<Curators Notes>

Linda Doyle_
Director of CONNECT/CTVR, Professor of Engineering & the Arts Trinity College Dublin

It appears I am not self-optimised. I am suboptimal. It turns out that I don’t know myself. I am not quantified. I have realised this since working on LIFELOGGING. It seems that you need to know yourself in numbers, that you need to measure every part of your life, so that you can then analyse it all and take action to be optimal. And so, it would appear, I am not counting or measuring enough.

I come from a research centre called CONNECT. My life is about wireless connectivity. So while CONNECT does not focus on the specific kinds of applications that are part of this show, we are about the infrastructure that allows people to lifelog. You need to be connected to quantify yourself. The data needs to be sensed and then stored, locally or in the cloud (wherever the cloud is), and then finally, analysed. The lifelogging world is a subsection of a world that is sometimes called the Internet-of-Things, or IoT. To try and quantify this world, people talk about there being fifty billion connected devices by 2020. Fifty billion is actually not all that much. It is roughly seven devices per person. Though, of course, most of those devices will be in the Global North, so we can’t really divide fifty billion by the seven billion that populate the earth.

So while the phone as one device, one amazing complex and multifaceted sensor, actually enables diverse lifelogging opportunities, many newer lifelogging appliances are helping push up the total number of devices well beyond seven per person. And when all of these diverse devices are increasingly sensing, chatting, and logging activity, they put more and more pressure on the networks. So in CONNECT we wonder about how the networks of the future will bear up under such strain and how we can make sure that at every moment of every day and in every space you can stay connected. Because, after all, you need to be connected to measure and count and optimise yourself?

When you lifelog you might start just by doing it for yourself: tracking your weight, how many steps you took, your blood pressure, your mood, and much more. And then of course it can be hard to lifelog in a vacuum, so there is an overwhelming need to connect, share and compare. Ultimately, how can you become self-optimised in a vacuum? Don’t you need to know who you are worse, better, slower, faster, fatter, thinner than? The thing is that once you move beyond the vacuum or the private bubble, the endless measurements begin to accrue more value.
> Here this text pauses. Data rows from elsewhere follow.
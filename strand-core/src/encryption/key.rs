//! Symmetric key material
//!
//! Provides the fixed-size key and nonce types shared by the cipher
//! functions, the key store and the metadata pipeline.

use crate::{Result, StrandError};
use rand::{CryptoRng, RngCore};
use std::fmt;

/// Size of a symmetric key in bytes
pub const KEY_SIZE: usize = 32;

/// Size of a nonce in bytes
pub const NONCE_SIZE: usize = 24;

const PASSPHRASE_CONTEXT: &str = "strand 2024-01-01 root key from passphrase";

/// 256-bit symmetric key
#[derive(Clone, Default, PartialEq, Eq)]
pub struct Key([u8; KEY_SIZE]);

impl Key {
    /// Create key from raw bytes
    pub fn from_bytes(bytes: [u8; KEY_SIZE]) -> Self {
        Key(bytes)
    }

    /// Create key from a slice that must be exactly `KEY_SIZE` long
    pub fn try_from_slice(bytes: &[u8]) -> Result<Self> {
        let array: [u8; KEY_SIZE] = bytes.try_into().map_err(|_| {
            StrandError::Encryption(format!(
                "invalid key length: expected {}, got {}",
                KEY_SIZE,
                bytes.len()
            ))
        })?;
        Ok(Key(array))
    }

    /// Parse a hex encoded key
    pub fn from_hex(encoded: &str) -> Result<Self> {
        let bytes = hex::decode(encoded.trim())
            .map_err(|e| StrandError::Encryption(format!("invalid hex key: {}", e)))?;
        Self::try_from_slice(&bytes)
    }

    /// Derive a root key from a passphrase and salt
    pub fn from_passphrase(passphrase: &str, salt: &[u8]) -> Self {
        let mut material = Vec::with_capacity(passphrase.len() + salt.len());
        material.extend_from_slice(salt);
        material.extend_from_slice(passphrase.as_bytes());
        Key(blake3::derive_key(PASSPHRASE_CONTEXT, &material))
    }

    /// Fill a new key from a cryptographically secure source
    pub fn random<R: RngCore + CryptoRng>(rng: &mut R) -> Result<Self> {
        let mut bytes = [0u8; KEY_SIZE];
        rng.try_fill_bytes(&mut bytes)
            .map_err(|e| StrandError::Random(e.to_string()))?;
        Ok(Key(bytes))
    }

    /// Get key bytes (sensitive operation)
    pub fn as_bytes(&self) -> &[u8; KEY_SIZE] {
        &self.0
    }

    /// Short non-secret identifier, safe for logs
    pub fn fingerprint(&self) -> String {
        let hash = blake3::hash(&self.0);
        hex::encode(&hash.as_bytes()[..8])
    }
}

impl fmt::Debug for Key {
    fn fmt(&self, f: &mut fmt::Formatter<'_>) -> fmt::Result {
        f.debug_struct("Key")
            .field("fingerprint", &self.fingerprint())
            .finish_non_exhaustive()
    }
}

/// 192-bit nonce; ciphers with shorter nonces use a prefix of it
#[derive(Clone, Copy, Default, PartialEq, Eq, Hash)]
pub struct Nonce([u8; NONCE_SIZE]);

impl Nonce {
    pub fn from_bytes(bytes: [u8; NONCE_SIZE]) -> Self {
        Nonce(bytes)
    }

    pub fn try_from_slice(bytes: &[u8]) -> Result<Self> {
        let array: [u8; NONCE_SIZE] = bytes.try_into().map_err(|_| {
            StrandError::Encryption(format!(
                "invalid nonce length: expected {}, got {}",
                NONCE_SIZE,
                bytes.len()
            ))
        })?;
        Ok(Nonce(array))
    }

    /// Fill a new nonce from a cryptographically secure source
    pub fn random<R: RngCore + CryptoRng>(rng: &mut R) -> Result<Self> {
        let mut bytes = [0u8; NONCE_SIZE];
        rng.try_fill_bytes(&mut bytes)
            .map_err(|e| StrandError::Random(e.to_string()))?;
        Ok(Nonce(bytes))
    }

    pub fn as_bytes(&self) -> &[u8; NONCE_SIZE] {
        &self.0
    }

    pub fn is_zero(&self) -> bool {
        self.0.iter().all(|b| *b == 0)
    }
}

impl fmt::Debug for Nonce {
    fn fmt(&self, f: &mut fmt::Formatter<'_>) -> fmt::Result {
        write!(f, "Nonce({})", hex::encode(self.0))
    }
}

#[cfg(test)]
mod tests {
    use super::*;
    use rand::rngs::OsRng;

    #[test]
    fn test_random_keys_differ() {
        let a = Key::random(&mut OsRng).unwrap();
        let b = Key::random(&mut OsRng).unwrap();
        assert_ne!(a, b);

        let n1 = Nonce::random(&mut OsRng).unwrap();
        let n2 = Nonce::random(&mut OsRng).unwrap();
        assert_ne!(n1, n2);
        assert!(Nonce::default().is_zero());
    }

    #[test]
    fn test_passphrase_derivation_is_deterministic() {
        let a = Key::from_passphrase("correct horse", b"salt");
        let b = Key::from_passphrase("correct horse", b"salt");
        let c = Key::from_passphrase("correct horse", b"pepper");
        assert_eq!(a, b);
        assert_ne!(a, c);
    }

    #[test]
    fn test_hex_parsing() {
        let key = Key::from_hex(&"ab".repeat(KEY_SIZE)).unwrap();
        assert_eq!(key.as_bytes(), &[0xab; KEY_SIZE]);

        assert!(Key::from_hex("abcd").is_err());
        assert!(Key::from_hex("not hex").is_err());
    }

    #[test]
    fn test_debug_does_not_leak_key() {
        let key = Key::from_bytes([0x11; KEY_SIZE]);
        let rendered = format!("{:?}", key);
        assert!(!rendered.contains(&hex::encode([0x11; KEY_SIZE])));
        assert!(rendered.contains(&key.fingerprint()));
    }
}
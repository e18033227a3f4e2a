//! Listing iterators for uploads and their parts
//!
//! Both iterators fetch pages lazily. Validation failures are reported
//! through `err()` before any remote call is made.

use futures::stream::{self, Stream};
use std::collections::VecDeque;
use strand_core::metadata::open_metadata;
use strand_core::metainfo::{
    ListDirection, ListObjectsParams, ListOptions, ListPendingObjectStreamsParams, ListSegmentsParams, ObjectList,
    ObjectListItem, ObjectStatus, SegmentPosition,
};
use strand_core::*;
use tokio_util::sync::CancellationToken;
use tracing::debug;

use crate::error::convert_known_errors;
use crate::project::{decode_upload_id, race, validate};
use crate::{ClientError, Project, Result};

#[derive(Debug, Clone, Default)]
pub struct ListUploadsOptions {
    /// Only uploads whose key starts with this prefix. A prefix without a
    /// trailing `/` selects the uploads of exactly that key.
    pub prefix: String,
    /// Start after this key. For an exact-key listing, the upload ID to
    /// start after.
    pub cursor: String,
    pub recursive: bool,
    /// Include system metadata
    pub system: bool,
    /// Include custom metadata
    pub custom: bool,
}

#[derive(Debug, Clone, Default)]
pub struct ListUploadPartsOptions {
    /// List parts after this part number
    pub cursor: u32,
}

enum Source {
    Objects,
    /// Pending streams of one object
    Streams { encrypted_path: String },
}

/// Iterator over pending uploads
pub struct UploadIterator {
    project: Project,
    cancel: CancellationToken,
    bucket: String,
    prefix: String,
    source: Source,
    request: Option<ListOptions>,
    options: ListUploadsOptions,
    page: VecDeque<ObjectListItem>,
    item: Option<UploadInfo>,
    err: Option<ClientError>,
    done: bool,
}

impl UploadIterator {
    pub(crate) fn new(project: Project, cancel: CancellationToken, bucket: &str, options: &ListUploadsOptions) -> Self {
        let mut iter = UploadIterator {
            project,
            cancel,
            bucket: bucket.to_string(),
            prefix: options.prefix.clone(),
            source: Source::Objects,
            request: None,
            options: options.clone(),
            page: VecDeque::new(),
            item: None,
            err: None,
            done: false,
        };

        if let Err(err) = iter.prepare() {
            iter.fail(err);
        }
        iter
    }

    fn prepare(&mut self) -> Result<()> {
        if self.bucket.is_empty() {
            return Err(ClientError::BucketNameInvalid(self.bucket.clone()));
        }
        let keys = self.project.keys();
        let prefix = self.prefix.as_str();
        let convert = |e| convert_known_errors(e, &self.bucket, prefix);

        let mut request = ListOptions {
            recursive: self.options.recursive,
            direction: ListDirection::After,
            include_custom_metadata: self.options.custom,
            include_system_metadata: self.options.system,
            status: Some(ObjectStatus::Uploading),
            ..Default::default()
        };

        if !prefix.is_empty() && !prefix.ends_with('/') {
            let encrypted_path = keys.encrypt_path(&self.bucket, prefix).map_err(convert)?;
            if !self.options.cursor.is_empty() {
                request.cursor = decode_upload_id(&self.options.cursor)?.to_hex();
            }
            self.source = Source::Streams { encrypted_path };
        } else {
            let encrypted_prefix = if prefix.is_empty() {
                String::new()
            } else {
                keys.encrypt_path(&self.bucket, prefix).map_err(convert)?
            };

            // encrypted paths of children extend the encrypted parent path
            let cursor = self.options.cursor.strip_prefix(prefix).unwrap_or(&self.options.cursor);
            if !cursor.is_empty() {
                let full = keys.encrypt_path(&self.bucket, &format!("{}{}", prefix, cursor)).map_err(convert)?;
                request.cursor = full.strip_prefix(&encrypted_prefix).unwrap_or(&full).to_string();
            }
            request.prefix = encrypted_prefix;
        }

        self.request = Some(request);
        Ok(())
    }

    /// Advance to the next upload
    pub async fn next(&mut self) -> Option<UploadInfo> {
        loop {
            if self.done {
                return None;
            }
            if let Some(raw) = self.page.pop_front() {
                match self.convert(raw) {
                    Ok(info) => {
                        self.item = Some(info.clone());
                        return Some(info);
                    }
                    Err(err) => {
                        self.fail(err);
                        return None;
                    }
                }
            }
            let Some(request) = self.request.take() else {
                self.done = true;
                return None;
            };
            if let Err(err) = self.fetch(request).await {
                self.fail(err);
                return None;
            }
        }
    }

    /// The upload returned by the last successful `next`
    pub fn item(&self) -> Option<&UploadInfo> {
        self.item.as_ref()
    }

    /// The error that ended the iteration, if any
    pub fn err(&self) -> Option<&ClientError> {
        self.err.as_ref()
    }

    /// Consume the iterator as a stream; an error is yielded once, last
    pub fn into_stream(self) -> impl Stream<Item = Result<UploadInfo>> {
        stream::unfold(self, |mut iter| async move {
            match iter.next().await {
                Some(info) => Some((Ok(info), iter)),
                None => iter.err.take().map(|err| (Err(err), iter)),
            }
        })
    }

    fn fail(&mut self, err: ClientError) {
        self.err = Some(err);
        self.done = true;
    }

    async fn fetch(&mut self, request: ListOptions) -> Result<()> {
        let metainfo = self.project.metainfo();
        let list = match &self.source {
            Source::Objects => {
                race(
                    &self.cancel,
                    metainfo.list_objects(ListObjectsParams {
                        bucket: self.bucket.clone(),
                        options: request.clone(),
                    }),
                )
                .await
            }
            Source::Streams { encrypted_path } => {
                race(
                    &self.cancel,
                    metainfo.list_pending_object_streams(ListPendingObjectStreamsParams {
                        bucket: self.bucket.clone(),
                        encrypted_path: encrypted_path.clone(),
                        options: request.clone(),
                    }),
                )
                .await
            }
        }
        .map_err(|e| convert_known_errors(e, &self.bucket, &self.prefix))?;

        debug!("Listed uploads: bucket={}, items={}, more={}", self.bucket, list.items.len(), list.more);
        self.request = self.next_request(&request, &list);
        self.page = list.items.into();
        Ok(())
    }

    fn next_request(&self, request: &ListOptions, list: &ObjectList) -> Option<ListOptions> {
        match self.source {
            Source::Objects => request.next_page(list),
            Source::Streams { .. } => {
                if !list.more {
                    return None;
                }
                let last = list.items.last()?.stream_id.as_ref()?;
                Some(ListOptions {
                    cursor: last.to_hex(),
                    direction: ListDirection::After,
                    ..request.clone()
                })
            }
        }
    }

    fn convert(&self, raw: ObjectListItem) -> Result<UploadInfo> {
        let keys = self.project.keys();
        let key = match self.source {
            Source::Objects => {
                let relative = keys.decrypt_path_under(&self.bucket, &self.prefix, &raw.encrypted_path);
                relative.map(|r| format!("{}{}", self.prefix, r))
            }
            Source::Streams { .. } => keys.decrypt_path(&self.bucket, &raw.encrypted_path),
        }
        .map_err(|e| convert_known_errors(e, &self.bucket, &self.prefix))?;

        let upload_id = raw
            .stream_id
            .as_ref()
            .map(|id| upload_id::encode(id.as_bytes()))
            .unwrap_or_default();

        let system = if self.options.system && !raw.is_prefix {
            SystemMetadata {
                created: raw.created,
                expires: raw.expires,
                content_length: raw.plain_size,
            }
        } else {
            SystemMetadata::default()
        };

        let custom = if self.options.custom && !raw.is_prefix {
            open_metadata(
                keys,
                self.project.encryption_parameters(),
                &self.bucket,
                &key,
                &raw.encrypted_metadata,
                &raw.encrypted_metadata_encrypted_key,
                &raw.encrypted_metadata_nonce,
            )
            .map_err(|e| convert_known_errors(e, &self.bucket, &key))?
        } else {
            CustomMetadata::default()
        };

        Ok(UploadInfo {
            upload_id,
            key,
            is_prefix: raw.is_prefix,
            system,
            custom,
        })
    }
}

/// Iterator over the parts of one upload
pub struct PartIterator {
    project: Project,
    cancel: CancellationToken,
    bucket: String,
    key: String,
    stream_id: Option<StreamId>,
    cursor: SegmentPosition,
    more: bool,
    /// Last part of the previous page; may continue on the next one
    partial: Option<Part>,
    page: VecDeque<Part>,
    item: Option<Part>,
    err: Option<ClientError>,
    done: bool,
}

impl PartIterator {
    pub(crate) fn new(
        project: Project,
        cancel: CancellationToken,
        bucket: &str,
        key: &str,
        upload_id: &str,
        options: &ListUploadPartsOptions,
    ) -> Self {
        // a nonzero cursor skips every segment of that part
        let cursor = if options.cursor == 0 {
            SegmentPosition::default()
        } else {
            SegmentPosition {
                part_number: options.cursor.min(i32::MAX as u32) as i32,
                index: i32::MAX,
            }
        };

        let mut iter = PartIterator {
            project,
            cancel,
            bucket: bucket.to_string(),
            key: key.to_string(),
            stream_id: None,
            cursor,
            more: true,
            partial: None,
            page: VecDeque::new(),
            item: None,
            err: None,
            done: false,
        };

        let stream_id = validate(bucket, key).and_then(|_| {
            if upload_id.is_empty() {
                return Err(ClientError::UploadIdInvalid);
            }
            decode_upload_id(upload_id)
        });
        match stream_id {
            Ok(id) => iter.stream_id = Some(id),
            Err(err) => {
                iter.err = Some(err);
                iter.done = true;
            }
        }
        iter
    }

    /// Advance to the next part
    pub async fn next(&mut self) -> Option<Part> {
        loop {
            if self.done {
                return None;
            }
            if let Some(part) = self.page.pop_front() {
                self.item = Some(part.clone());
                return Some(part);
            }
            if !self.more {
                match self.partial.take() {
                    Some(part) => self.page.push_back(part),
                    None => self.done = true,
                }
                continue;
            }
            if let Err(err) = self.fetch().await {
                self.err = Some(err);
                self.done = true;
                return None;
            }
        }
    }

    /// The part returned by the last successful `next`
    pub fn item(&self) -> Option<&Part> {
        self.item.as_ref()
    }

    /// The error that ended the iteration, if any
    pub fn err(&self) -> Option<&ClientError> {
        self.err.as_ref()
    }

    /// Consume the iterator as a stream; an error is yielded once, last
    pub fn into_stream(self) -> impl Stream<Item = Result<Part>> {
        stream::unfold(self, |mut iter| async move {
            match iter.next().await {
                Some(part) => Some((Ok(part), iter)),
                None => iter.err.take().map(|err| (Err(err), iter)),
            }
        })
    }

    async fn fetch(&mut self) -> Result<()> {
        let Some(stream_id) = self.stream_id.clone() else {
            self.more = false;
            return Ok(());
        };

        let list = race(
            &self.cancel,
            self.project.metainfo().list_segments(ListSegmentsParams {
                stream_id,
                cursor: self.cursor,
                limit: 0,
            }),
        )
        .await
        .map_err(|e| convert_known_errors(e, &self.bucket, &self.key))?;

        debug!("Listed segments: bucket={}, key={}, items={}, more={}", self.bucket, self.key, list.items.len(), list.more);
        self.more = list.more && !list.items.is_empty();

        for segment in list.items {
            self.cursor = segment.position;
            let number = segment.position.part_number as u32;

            match self.partial.as_mut() {
                Some(part) if part.part_number == number => {
                    part.size += segment.plain_size;
                    if part.modified.map_or(true, |m| segment.created_at > m) {
                        part.modified = Some(segment.created_at);
                    }
                    if !segment.etag.is_empty() {
                        part.etag = segment.etag;
                    }
                    continue;
                }
                _ => {}
            }

            if let Some(finished) = self.partial.take() {
                self.page.push_back(finished);
            }
            self.partial = Some(Part {
                part_number: number,
                size: segment.plain_size,
                modified: Some(segment.created_at),
                etag: segment.etag,
            });
        }
        Ok(())
    }
}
The question is value for whom? Value for you? To self-optimise? Because, no doubt, an optimised self is a happy self?

Or value for others?

Data is now a currency that is in common and flourishing use by us all. When you use Google you appear to get a free search service. OK, sometimes you need to watch some ads, but the main way in which you pay is through the currency of privacy. You slowly, or some cases in a mad rush, reveal things about yourself: your likes, your dislikes, your biases… and the machine that is Google or Facebook or the latest new app monetises all of this.

I use Twitter, but here again, like my lack of initiative in the lifelogging domain, I am a Twitter stalker and not that active a user. I recently sold my Twitter feed. I used a service called Datacoup — in fact I heard of this service through my fellow LIFELOGGING curator, Nicholas Felton. The straplines on the Datacoup site include ‘unlock the value of your personal data’ or ‘reclaim your personal data’. Datacoup claim that data brokers in the US account for a $15 billion industry while they have ‘zero relationship with the customers whose data they harvest and sell’. They talk about ‘getting people compensated for the asset they produce’.

It turns out that my Twitter feed is worth 35c a month. I appear to be suboptimal on Twitter as well.

The point, however, is not how suboptimal I am. The point is that data is an asset, an emerging currency. Data is king. The world of IoT is about collecting data by the bucket load and using it initially for what you thought you wanted to use it for (e.g. measuring your levels of activity) but ultimately the data gets used for something you never envisaged, like determining whether you should get health insurance, when you should be offered a deal on a new pair of runners, or whether you are more likely to be hit by a car. And the world of data analytics is about finding patterns that you, as a human, might not even know exist, patterns that can be monetised further in some way for someone, most likely not you. We have not got to the point yet where we can say that the ten data points for how fast you ran in the last week is equivalent to two data points of how much chocolate I ate yesterday — though clearly it is possible to say my Twitter feed is worth 35c — but we are in moving in a direction of where this understanding is crucial and essential, a world in which data is a means of exchange. And while sites like Datacoup exist, we are mainly moving in this direction without paying enough attention.

So do I remain suboptimal? What should I optimise (other than the underlying networks that allow everyone to connect). And when I dump data, is it now the equivalent to flushing cash down the toilet?

We need to know our data, whether by lifelogging ourselves, or whether our lives are logged by others.